# Measure of similarity of policy and abstract

This code allows the calculation of similarity of policy and abstract.

It uses the outputs of the other phases that will be used to compute the matrix of correlations pondered by a similarity score. The similarity score is computed using Proportional Sentence Match.

In this Jupyter Notebook we will: 
1. Import the data retrieved from the policy and outcome clustering process ; 
2. Import the relevant packages ;
3. Prepare data for computing ;
4. Prevalence of policies in abstract Using Proportional Sentence Match ; 
5. Export data with prevalence measure.

To complete those tasks you will need:
- The dataset of papers with the policy extraction of the 1_policy_extraction code. 
- The dataset of papers with the clustered policy of the 2_policy_clustering code. 
- The dataset of papers with the clustered policy of the 3_outcomes_clustering code. 

At the end of this script you will extract: 
- The named_cluster_df dataset of policies with prevalence metrics. 

## 1. Import the data retrieved from the policy and outcome clustering process

Change the input and output access paths:

In [None]:
## 3 inputs
## Output dataset of the 1_policy_extraction (df)
input_path_article = ""
## Output dataset of the 2_policy_clustering (named_cluster_df)
input_path_policy = ""
## Output dataset of the 3_outcomes_clustering (named_cluster_df)
input_path_outcome = ""

# 1 output
## Final dataset with clusters
policy_and_factors_clustered_similarity_normalized = ""

## 2. Import the relevant packages

In [2]:
import pandas as pd
import numpy as np
from sentence_transformers import SentenceTransformer, util

## 3. Prepare data for computing

In [None]:
df_policy = pd.read_csv("C:/Users/easycash/Mon Drive/Thèse/1_Systematic mapping/6_structural_topic_model/5_final_db/3_policy_and_factors_clustered.csv"  )
df_init = pd.read_csv("C:/Users/easycash/Mon Drive/Thèse/1_Systematic mapping/6_structural_topic_model/3_exit/extract_policies_ML_concat.csv")

In [None]:
# Convert 'index' to numeric, coercing errors to NaN
df_policy['row_index'] = pd.to_numeric(df_policy['row_index'], errors='coerce')

# Handle NaN values (e.g., drop rows with NaN)
df_policy = df_policy.dropna(subset=['row_index'])
df_policy = df_policy.dropna(subset=['matched_cluster_factor'])

# Convert to integer
df_policy['row_index'] = df_policy['row_index'].astype(int)

data = df_policy.set_index('row_index').join(df_init.set_index('Index')['abstract'], how='left').reset_index()
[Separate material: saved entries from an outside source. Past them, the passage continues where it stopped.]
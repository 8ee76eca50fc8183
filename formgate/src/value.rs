//! Dynamic field values.
//!
//! Inputs hand the engine whatever their value cell holds: text from a text
//! input, a bool from a checkbox, a selection item from a single select or a
//! list of items from a multi select. `FieldValue` models all of them so one
//! rule set can be applied to any input.

use std::fmt;

use serde::{Deserialize, Serialize};

/// A selectable option as produced by select widgets.
///
/// Rules never see the item itself; they see its `value` (see [`FieldValue::sanitized`]).
#[derive(Debug, Clone, PartialEq, Serialize, Deserialize)]
pub struct SelectItem {
    /// Display label.
    pub label: String,
    /// Payload the rules operate on.
    pub value: FieldValue,
}

impl SelectItem {
    /// Create a new item.
    pub fn new(label: impl Into<String>, value: impl Into<FieldValue>) -> Self {
        Self {
            label: label.into(),
            value: value.into(),
        }
    }
}

/// The raw value observed for a field.
#[derive(Debug, Clone, Default, PartialEq, Serialize, Deserialize)]
#[serde(untagged)]
pub enum FieldValue {
    /// No value.
    #[default]
    Null,
    Bool(bool),
    Number(f64),
    Text(String),
    List(Vec<FieldValue>),
    /// A composite selection; unwrapped before rule evaluation.
    Item(Box<SelectItem>),
}

impl FieldValue {
    /// Unwrap a selection item to its payload.
    ///
    /// Only a top-level item is unwrapped. A list of items (multi select)
    /// stays a list.
    pub fn sanitized(&self) -> &FieldValue {
        match self {
            FieldValue::Item(item) => &item.value,
            other => other,
        }
    }

    pub fn is_null(&self) -> bool {
        matches!(self, FieldValue::Null)
    }

    /// Borrow the text if this is a text value.
    pub fn as_text(&self) -> Option<&str> {
        match self {
            FieldValue::Text(s) => Some(s),
            _ => None,
        }
    }

    /// The string form used by the length and email rules.
    ///
    /// `Null` renders as the empty string.
    pub fn to_text(&self) -> String {
        self.to_string()
    }
}

impl fmt::Display for FieldValue {
    fn fmt(&self, f: &mut fmt::Formatter<'_>) -> fmt::Result {
        match self {
            FieldValue::Null => Ok(()),
            FieldValue::Bool(b) => write!(f, "{}", b),
            FieldValue::Number(n) => {
                if n.is_finite() && n.fract() == 0.0 && n.abs() < 1e15 {
                    write!(f, "{}", *n as i64)
                } else {
                    write!(f, "{}", n)
                }
            }
            FieldValue::Text(s) => f.write_str(s),
            FieldValue::List(items) => {
                for (i, item) in items.iter().enumerate() {
                    if i > 0 {
                        f.write_str(",")?;
                    }
                    write!(f, "{}", item)?;
                }
                Ok(())
            }
            FieldValue::Item(item) => write!(f, "{}", item.value),
        }
    }
}

impl From<&str> for FieldValue {
    fn from(s: &str) -> Self {
        FieldValue::Text(s.to_string())
    }
}

impl From<String> for FieldValue {
    fn from(s: String) -> Self {
        FieldValue::Text(s)
    }
}

impl From<bool> for FieldValue {
    fn from(b: bool) -> Self {
        FieldValue::Bool(b)
    }
}

impl From<i64> for FieldValue {
    fn from(n: i64) -> Self {
        FieldValue::Number(n as f64)
    }
}

impl From<i32> for FieldValue {
    fn from(n: i32) -> Self {
        FieldValue::Number(f64::from(n))
    }
}

impl From<f64> for FieldValue {
    fn from(n: f64) -> Self {
        FieldValue::Number(n)
    }
}

impl From<SelectItem> for FieldValue {
    fn from(item: SelectItem) -> Self {
        FieldValue::Item(Box::new(item))
    }
}

impl<T: Into<FieldValue>> From<Vec<T>> for FieldValue {
    fn from(items: Vec<T>) -> Self {
        FieldValue::List(items.into_iter().map(Into::into).collect())
    }
}

impl<T: Into<FieldValue>> From<Option<T>> for FieldValue {
    fn from(value: Option<T>) -> Self {
        value.map_or(FieldValue::Null, Into::into)
    }
}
## 4. Prevalence of policies in abstract Using Proportional Sentence Match

In [None]:
df = data

In [None]:
# Load pre-trained sentence transformer model
model = SentenceTransformer('all-MiniLM-L6-v2')

In [None]:
"""
Louis Notes:
- Not clear to me what we are doing here: is it mapping for each cluster of policies the share of outcomes clusters that are similar (ex: 8/10 were positive, 1 neutral, 1 negative)?
"""

# Function to compute proportional sentence match
def compute_proportional_sentence_match(df, threshold=0.8):
    results = []
    
    for index, row in df.iterrows():
        # Encode the abstract and POLICY sentences
        abstract_embedding = model.encode(row['abstract'], convert_to_tensor=True)
        policy_sentences = row['POLICY'].split(".")  # Split POLICY into individual sentences
        policy_embeddings = model.encode(policy_sentences, convert_to_tensor=True)
        
        # Compute cosine similarity
        similarities = util.cos_sim(policy_embeddings, abstract_embedding).numpy()
        
        # Metrics
        #relevant_sentences = (similarities > threshold).sum()
        #proportion_relevant = relevant_sentences / len(policy_sentences)
        average_similarity = similarities.mean()
        
        # Store results
        results.append({
            'abstract': row['abstract'],
            'POLICY': row['POLICY'],
            #'proportion_relevant': proportion_relevant,
            'average_similarity': average_similarity
        })
    
    return pd.DataFrame(results)

In [None]:
# Apply the function
results_df = compute_proportional_sentence_match(df)

In [None]:
df['average_policy_similarity'] = results_df['average_similarity']

In [None]:
df.loc[df['CORRELATION']=='increasing','CORRELATION_num'] = 1
df.loc[df['CORRELATION']=='decreasing','CORRELATION_num'] = -1
df.loc[df['CORRELATION']=='neutral','CORRELATION_num'] = 0

# Normalize policy_similarity per matched_cluster
df['policy_similarity_normalized_by_cluster'] = df.groupby('matched_cluster')['average_policy_similarity'] \
    .transform(lambda x: (x - x.min()) / (x.max() - x.min()))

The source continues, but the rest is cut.